▶ **Task brief**:
Which lines below hold the word "info"? Report each one.

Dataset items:

_ _ _ _ _ _ _

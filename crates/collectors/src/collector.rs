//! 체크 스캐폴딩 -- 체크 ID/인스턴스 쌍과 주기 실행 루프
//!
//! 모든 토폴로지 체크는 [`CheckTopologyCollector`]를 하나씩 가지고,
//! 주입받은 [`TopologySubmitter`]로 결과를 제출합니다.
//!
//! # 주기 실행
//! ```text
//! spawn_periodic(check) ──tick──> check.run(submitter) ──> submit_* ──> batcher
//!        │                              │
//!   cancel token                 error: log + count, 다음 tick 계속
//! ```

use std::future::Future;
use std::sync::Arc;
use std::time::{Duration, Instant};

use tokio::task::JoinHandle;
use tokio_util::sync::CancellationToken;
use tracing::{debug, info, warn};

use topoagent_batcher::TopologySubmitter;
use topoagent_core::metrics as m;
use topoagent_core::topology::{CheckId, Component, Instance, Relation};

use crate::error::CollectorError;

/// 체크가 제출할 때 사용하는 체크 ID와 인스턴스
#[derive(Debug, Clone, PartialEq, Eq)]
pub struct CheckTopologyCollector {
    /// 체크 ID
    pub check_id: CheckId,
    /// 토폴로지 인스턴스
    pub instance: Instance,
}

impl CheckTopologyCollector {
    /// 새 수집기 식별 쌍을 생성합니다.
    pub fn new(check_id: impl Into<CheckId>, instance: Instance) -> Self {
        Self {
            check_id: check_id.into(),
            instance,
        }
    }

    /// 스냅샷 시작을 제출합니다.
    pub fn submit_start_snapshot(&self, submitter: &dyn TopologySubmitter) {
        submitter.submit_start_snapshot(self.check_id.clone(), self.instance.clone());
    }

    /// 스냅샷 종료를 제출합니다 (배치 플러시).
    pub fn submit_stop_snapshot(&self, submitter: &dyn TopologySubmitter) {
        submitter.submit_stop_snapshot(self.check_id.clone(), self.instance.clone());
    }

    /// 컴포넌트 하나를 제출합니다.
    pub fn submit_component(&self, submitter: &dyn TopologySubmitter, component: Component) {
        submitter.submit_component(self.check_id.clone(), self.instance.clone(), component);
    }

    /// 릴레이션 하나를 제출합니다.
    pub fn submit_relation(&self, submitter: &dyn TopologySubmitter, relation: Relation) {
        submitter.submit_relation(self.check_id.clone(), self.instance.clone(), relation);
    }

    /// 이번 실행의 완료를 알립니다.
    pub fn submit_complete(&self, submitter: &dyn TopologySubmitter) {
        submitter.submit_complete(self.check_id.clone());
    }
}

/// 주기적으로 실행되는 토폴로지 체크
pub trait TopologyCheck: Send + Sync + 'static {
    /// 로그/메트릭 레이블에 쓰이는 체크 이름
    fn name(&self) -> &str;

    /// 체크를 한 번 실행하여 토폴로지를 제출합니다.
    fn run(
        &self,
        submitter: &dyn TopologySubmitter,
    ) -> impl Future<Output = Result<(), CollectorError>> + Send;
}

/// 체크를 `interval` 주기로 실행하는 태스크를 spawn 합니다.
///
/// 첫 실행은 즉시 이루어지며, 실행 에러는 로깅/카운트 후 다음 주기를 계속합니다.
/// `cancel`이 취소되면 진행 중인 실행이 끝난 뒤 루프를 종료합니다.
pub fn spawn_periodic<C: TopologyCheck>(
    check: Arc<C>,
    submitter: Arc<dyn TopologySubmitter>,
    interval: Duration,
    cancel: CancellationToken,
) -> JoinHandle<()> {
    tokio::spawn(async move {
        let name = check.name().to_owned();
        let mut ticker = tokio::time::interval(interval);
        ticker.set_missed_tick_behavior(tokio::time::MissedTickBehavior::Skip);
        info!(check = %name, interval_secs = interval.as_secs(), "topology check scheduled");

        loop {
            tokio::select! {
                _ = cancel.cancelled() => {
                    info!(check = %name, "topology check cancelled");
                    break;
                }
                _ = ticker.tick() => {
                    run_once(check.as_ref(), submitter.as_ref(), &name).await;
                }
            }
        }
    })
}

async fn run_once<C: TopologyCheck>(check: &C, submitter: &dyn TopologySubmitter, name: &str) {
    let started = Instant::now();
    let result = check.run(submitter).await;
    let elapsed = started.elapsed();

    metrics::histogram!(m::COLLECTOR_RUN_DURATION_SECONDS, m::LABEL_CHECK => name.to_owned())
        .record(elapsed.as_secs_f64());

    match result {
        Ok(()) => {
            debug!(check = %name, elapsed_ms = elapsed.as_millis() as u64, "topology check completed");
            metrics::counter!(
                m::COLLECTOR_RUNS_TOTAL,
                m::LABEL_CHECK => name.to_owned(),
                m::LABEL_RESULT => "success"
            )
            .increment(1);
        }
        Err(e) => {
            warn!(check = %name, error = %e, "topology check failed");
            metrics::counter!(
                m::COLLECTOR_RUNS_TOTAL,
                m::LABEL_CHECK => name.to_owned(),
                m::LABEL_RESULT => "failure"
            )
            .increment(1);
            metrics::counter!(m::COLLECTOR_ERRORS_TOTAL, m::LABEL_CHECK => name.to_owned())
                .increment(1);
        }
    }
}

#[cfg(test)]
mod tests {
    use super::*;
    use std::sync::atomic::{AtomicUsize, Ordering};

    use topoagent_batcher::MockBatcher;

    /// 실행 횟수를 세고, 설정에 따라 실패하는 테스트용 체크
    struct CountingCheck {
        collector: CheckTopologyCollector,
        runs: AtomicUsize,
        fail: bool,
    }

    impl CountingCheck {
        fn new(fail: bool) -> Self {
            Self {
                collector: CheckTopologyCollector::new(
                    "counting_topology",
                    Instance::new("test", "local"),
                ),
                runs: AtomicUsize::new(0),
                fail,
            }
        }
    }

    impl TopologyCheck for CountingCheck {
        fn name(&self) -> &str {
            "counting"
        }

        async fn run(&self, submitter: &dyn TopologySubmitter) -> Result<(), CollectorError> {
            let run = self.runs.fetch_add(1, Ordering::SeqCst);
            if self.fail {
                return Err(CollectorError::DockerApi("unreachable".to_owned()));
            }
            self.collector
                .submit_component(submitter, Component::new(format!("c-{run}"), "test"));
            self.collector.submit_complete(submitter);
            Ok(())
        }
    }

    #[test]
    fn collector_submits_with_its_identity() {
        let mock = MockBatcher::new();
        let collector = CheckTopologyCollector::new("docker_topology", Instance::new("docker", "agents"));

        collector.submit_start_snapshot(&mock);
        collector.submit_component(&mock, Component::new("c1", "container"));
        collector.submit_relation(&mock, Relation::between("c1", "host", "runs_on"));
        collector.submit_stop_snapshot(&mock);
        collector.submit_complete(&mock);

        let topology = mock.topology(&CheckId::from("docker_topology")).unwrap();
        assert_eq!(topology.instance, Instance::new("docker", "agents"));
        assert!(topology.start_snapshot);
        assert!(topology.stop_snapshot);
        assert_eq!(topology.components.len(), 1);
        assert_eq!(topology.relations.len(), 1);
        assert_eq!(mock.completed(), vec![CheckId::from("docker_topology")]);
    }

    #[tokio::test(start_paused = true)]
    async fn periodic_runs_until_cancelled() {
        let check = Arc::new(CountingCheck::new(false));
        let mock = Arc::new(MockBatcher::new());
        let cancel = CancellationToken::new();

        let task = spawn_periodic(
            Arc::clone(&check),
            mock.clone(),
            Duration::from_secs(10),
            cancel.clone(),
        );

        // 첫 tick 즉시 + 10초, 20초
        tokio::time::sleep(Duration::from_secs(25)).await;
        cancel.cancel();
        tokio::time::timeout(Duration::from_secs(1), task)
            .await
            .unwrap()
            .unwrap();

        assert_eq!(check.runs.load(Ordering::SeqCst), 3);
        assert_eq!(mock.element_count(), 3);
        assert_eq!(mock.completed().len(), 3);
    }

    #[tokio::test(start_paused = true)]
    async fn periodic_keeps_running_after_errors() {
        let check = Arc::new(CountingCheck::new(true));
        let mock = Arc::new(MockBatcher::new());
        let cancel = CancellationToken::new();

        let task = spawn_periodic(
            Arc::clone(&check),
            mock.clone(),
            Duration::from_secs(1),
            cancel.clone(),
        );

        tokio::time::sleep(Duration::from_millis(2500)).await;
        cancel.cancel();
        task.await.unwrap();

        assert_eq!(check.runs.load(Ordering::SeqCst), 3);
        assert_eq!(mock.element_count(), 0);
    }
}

_ _ _ _ _ _ _

▶ **Output for this exercise**:
use tracing::{debug, info, warn};
        info!(check = %name, interval_secs = interval.as_secs(), "topology check scheduled");
                    info!(check = %name, "topology check cancelled");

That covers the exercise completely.